> [ACTIVITY] The word "StandingResult" may appear in lines of the data below. Say how many lines hold it, giving only the number.

> [THE RECORDS]
● ● ● ● ●
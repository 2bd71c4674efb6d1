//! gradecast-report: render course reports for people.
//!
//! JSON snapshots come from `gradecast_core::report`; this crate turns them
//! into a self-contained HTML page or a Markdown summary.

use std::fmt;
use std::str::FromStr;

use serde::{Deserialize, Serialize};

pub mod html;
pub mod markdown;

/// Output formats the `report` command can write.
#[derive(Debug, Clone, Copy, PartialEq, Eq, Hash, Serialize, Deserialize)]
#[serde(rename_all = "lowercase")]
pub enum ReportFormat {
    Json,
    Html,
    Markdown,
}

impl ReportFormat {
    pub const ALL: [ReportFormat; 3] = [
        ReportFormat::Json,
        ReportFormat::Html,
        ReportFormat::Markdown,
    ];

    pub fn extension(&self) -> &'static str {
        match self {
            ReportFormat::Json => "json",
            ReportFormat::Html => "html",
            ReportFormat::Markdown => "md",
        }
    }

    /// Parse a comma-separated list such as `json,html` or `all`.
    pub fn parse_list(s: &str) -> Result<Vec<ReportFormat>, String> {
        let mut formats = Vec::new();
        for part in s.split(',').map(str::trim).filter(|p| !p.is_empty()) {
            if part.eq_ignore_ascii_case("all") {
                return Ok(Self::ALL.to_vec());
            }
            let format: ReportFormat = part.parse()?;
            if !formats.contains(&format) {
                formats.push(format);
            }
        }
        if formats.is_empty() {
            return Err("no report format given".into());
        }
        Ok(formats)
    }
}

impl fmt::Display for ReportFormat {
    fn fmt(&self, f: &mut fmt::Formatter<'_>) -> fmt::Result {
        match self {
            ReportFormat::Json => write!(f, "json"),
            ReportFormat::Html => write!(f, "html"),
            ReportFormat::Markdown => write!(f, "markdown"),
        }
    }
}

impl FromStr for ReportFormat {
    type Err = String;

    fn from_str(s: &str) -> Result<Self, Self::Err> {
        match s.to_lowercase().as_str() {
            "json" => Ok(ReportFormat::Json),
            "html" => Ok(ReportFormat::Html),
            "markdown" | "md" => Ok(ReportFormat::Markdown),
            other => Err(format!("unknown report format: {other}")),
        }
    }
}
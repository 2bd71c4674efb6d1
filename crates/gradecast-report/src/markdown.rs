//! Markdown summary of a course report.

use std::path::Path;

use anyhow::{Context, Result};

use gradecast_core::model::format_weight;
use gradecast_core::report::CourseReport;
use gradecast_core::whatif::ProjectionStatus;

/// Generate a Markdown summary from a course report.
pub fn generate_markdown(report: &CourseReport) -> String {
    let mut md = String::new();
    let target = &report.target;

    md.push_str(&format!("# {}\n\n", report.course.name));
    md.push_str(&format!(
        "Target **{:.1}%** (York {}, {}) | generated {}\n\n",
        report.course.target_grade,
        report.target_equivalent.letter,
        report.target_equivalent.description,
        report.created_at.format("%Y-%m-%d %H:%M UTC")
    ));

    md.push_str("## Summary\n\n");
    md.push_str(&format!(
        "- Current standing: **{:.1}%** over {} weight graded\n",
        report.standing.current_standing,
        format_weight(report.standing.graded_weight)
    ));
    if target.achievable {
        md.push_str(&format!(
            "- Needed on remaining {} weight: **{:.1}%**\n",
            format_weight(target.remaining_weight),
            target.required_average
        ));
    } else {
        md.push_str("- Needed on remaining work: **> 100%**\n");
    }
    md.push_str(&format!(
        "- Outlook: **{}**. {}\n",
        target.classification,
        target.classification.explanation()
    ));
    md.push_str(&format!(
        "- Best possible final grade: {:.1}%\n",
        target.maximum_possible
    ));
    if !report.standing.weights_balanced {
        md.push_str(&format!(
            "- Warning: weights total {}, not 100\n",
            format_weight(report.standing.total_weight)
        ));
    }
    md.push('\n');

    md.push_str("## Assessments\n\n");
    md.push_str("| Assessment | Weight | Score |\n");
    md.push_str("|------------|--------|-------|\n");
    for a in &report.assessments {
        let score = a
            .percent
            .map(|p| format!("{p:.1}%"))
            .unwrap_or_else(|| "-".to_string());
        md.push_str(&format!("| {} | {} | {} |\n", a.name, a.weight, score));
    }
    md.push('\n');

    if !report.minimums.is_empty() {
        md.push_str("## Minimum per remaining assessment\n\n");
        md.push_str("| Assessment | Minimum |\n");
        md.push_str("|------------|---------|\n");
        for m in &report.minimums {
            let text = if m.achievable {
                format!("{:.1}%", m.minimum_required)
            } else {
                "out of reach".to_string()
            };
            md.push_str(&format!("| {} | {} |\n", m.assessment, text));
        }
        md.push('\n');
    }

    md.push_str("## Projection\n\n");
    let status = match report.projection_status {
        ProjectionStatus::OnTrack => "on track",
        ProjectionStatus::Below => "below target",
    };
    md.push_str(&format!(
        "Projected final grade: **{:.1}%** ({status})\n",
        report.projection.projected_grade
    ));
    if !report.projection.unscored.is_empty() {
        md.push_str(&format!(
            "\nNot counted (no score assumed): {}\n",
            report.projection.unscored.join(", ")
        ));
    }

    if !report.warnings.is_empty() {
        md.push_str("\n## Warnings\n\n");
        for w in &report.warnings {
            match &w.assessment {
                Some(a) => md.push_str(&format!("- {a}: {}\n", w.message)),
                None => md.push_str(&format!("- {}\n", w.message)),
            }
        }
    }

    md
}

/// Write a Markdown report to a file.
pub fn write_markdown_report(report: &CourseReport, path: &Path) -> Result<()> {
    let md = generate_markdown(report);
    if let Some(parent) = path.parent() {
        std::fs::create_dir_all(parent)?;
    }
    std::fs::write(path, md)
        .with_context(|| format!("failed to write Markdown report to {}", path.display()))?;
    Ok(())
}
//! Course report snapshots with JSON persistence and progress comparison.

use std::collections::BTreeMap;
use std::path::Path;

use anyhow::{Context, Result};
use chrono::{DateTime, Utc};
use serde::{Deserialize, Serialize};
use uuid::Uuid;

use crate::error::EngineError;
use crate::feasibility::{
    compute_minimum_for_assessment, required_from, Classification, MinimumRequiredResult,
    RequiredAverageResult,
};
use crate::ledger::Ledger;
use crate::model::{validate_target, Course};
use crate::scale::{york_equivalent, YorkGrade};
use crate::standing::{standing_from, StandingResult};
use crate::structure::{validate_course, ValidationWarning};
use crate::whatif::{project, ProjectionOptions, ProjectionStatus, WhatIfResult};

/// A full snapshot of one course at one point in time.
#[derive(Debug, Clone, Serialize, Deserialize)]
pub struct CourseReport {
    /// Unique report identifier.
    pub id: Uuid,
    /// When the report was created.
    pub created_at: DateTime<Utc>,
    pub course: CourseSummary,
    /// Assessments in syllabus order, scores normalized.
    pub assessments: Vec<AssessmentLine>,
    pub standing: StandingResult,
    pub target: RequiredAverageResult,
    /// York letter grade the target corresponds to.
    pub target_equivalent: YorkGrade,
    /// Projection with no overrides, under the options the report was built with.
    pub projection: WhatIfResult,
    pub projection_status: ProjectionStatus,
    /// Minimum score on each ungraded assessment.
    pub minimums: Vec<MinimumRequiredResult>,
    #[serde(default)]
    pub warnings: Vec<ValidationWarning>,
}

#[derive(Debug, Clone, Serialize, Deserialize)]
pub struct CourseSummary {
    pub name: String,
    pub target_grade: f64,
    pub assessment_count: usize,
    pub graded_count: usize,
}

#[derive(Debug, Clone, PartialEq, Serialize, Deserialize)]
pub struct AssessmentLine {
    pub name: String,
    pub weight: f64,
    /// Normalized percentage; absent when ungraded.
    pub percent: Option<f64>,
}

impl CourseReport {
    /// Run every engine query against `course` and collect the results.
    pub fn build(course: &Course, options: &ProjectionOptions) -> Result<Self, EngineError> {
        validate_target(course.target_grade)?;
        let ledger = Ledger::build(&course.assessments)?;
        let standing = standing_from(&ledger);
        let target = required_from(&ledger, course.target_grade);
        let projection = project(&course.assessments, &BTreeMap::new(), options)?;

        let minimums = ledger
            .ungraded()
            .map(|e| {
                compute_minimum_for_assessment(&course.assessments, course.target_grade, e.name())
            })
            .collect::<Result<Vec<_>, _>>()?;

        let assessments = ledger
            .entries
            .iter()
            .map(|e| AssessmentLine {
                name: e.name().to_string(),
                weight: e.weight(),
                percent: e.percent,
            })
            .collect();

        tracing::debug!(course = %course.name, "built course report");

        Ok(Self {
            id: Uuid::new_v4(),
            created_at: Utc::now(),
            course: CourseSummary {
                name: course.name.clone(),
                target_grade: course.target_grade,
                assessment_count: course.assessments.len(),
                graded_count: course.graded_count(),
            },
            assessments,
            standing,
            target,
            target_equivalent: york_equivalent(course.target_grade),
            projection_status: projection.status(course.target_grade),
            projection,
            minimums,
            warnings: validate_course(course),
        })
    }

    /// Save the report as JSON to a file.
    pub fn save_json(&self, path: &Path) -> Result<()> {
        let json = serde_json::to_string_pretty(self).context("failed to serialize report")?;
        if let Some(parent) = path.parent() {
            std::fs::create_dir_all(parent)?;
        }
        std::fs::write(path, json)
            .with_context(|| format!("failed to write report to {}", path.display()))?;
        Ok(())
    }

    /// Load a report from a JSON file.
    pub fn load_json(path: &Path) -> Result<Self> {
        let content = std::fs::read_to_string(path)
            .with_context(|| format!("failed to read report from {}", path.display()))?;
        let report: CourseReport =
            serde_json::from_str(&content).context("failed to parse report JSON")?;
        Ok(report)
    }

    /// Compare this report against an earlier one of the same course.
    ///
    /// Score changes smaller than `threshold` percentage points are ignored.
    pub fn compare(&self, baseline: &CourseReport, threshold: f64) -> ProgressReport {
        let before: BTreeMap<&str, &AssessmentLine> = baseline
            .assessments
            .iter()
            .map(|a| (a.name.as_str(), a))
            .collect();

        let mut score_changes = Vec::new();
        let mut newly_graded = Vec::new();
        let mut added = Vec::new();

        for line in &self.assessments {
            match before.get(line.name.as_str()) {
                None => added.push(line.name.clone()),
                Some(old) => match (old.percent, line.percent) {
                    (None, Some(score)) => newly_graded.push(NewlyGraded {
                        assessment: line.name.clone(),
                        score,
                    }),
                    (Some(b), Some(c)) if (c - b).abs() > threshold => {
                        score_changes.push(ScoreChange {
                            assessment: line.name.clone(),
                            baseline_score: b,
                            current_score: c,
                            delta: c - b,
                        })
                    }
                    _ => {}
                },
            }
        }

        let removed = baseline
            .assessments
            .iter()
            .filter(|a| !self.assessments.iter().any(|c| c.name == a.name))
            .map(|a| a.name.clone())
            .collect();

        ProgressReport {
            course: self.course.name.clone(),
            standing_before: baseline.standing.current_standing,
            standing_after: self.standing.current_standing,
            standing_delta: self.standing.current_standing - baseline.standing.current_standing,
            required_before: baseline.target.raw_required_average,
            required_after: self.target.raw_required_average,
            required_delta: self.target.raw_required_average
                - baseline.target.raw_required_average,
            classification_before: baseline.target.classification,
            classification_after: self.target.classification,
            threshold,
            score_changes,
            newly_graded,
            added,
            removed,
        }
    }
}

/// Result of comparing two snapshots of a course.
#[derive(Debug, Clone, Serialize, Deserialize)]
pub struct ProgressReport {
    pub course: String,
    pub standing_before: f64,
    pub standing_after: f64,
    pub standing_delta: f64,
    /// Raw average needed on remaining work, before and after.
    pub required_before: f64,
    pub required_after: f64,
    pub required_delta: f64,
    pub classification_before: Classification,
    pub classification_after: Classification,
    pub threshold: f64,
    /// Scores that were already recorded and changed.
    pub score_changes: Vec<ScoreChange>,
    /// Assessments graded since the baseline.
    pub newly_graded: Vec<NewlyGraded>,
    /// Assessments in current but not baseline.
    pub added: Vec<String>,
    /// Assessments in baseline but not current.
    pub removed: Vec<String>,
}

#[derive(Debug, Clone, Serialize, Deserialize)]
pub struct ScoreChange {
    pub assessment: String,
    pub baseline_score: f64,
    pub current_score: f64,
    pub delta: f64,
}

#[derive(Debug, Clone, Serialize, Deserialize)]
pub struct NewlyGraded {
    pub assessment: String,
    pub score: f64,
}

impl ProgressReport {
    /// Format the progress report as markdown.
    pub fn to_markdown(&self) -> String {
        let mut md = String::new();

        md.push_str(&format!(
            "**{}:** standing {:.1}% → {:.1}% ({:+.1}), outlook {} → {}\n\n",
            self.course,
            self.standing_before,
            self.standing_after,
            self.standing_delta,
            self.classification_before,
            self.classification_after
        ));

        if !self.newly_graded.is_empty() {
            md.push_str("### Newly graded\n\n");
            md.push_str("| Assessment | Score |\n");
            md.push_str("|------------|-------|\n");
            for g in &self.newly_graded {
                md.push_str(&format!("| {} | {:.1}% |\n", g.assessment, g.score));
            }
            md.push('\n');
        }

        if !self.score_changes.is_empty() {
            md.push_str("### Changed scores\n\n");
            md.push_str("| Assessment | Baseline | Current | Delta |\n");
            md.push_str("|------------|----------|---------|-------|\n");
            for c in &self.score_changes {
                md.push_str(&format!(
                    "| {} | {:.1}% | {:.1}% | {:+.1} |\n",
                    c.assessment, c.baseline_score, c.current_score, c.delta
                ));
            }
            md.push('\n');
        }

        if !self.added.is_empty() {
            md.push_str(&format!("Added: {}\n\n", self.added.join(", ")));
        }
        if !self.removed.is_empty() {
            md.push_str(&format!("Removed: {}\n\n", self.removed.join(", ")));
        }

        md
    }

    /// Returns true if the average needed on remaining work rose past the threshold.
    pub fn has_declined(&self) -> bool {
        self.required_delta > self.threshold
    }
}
● ● ● ● ●
> [ANSWER TO THIS PROBLEM] 2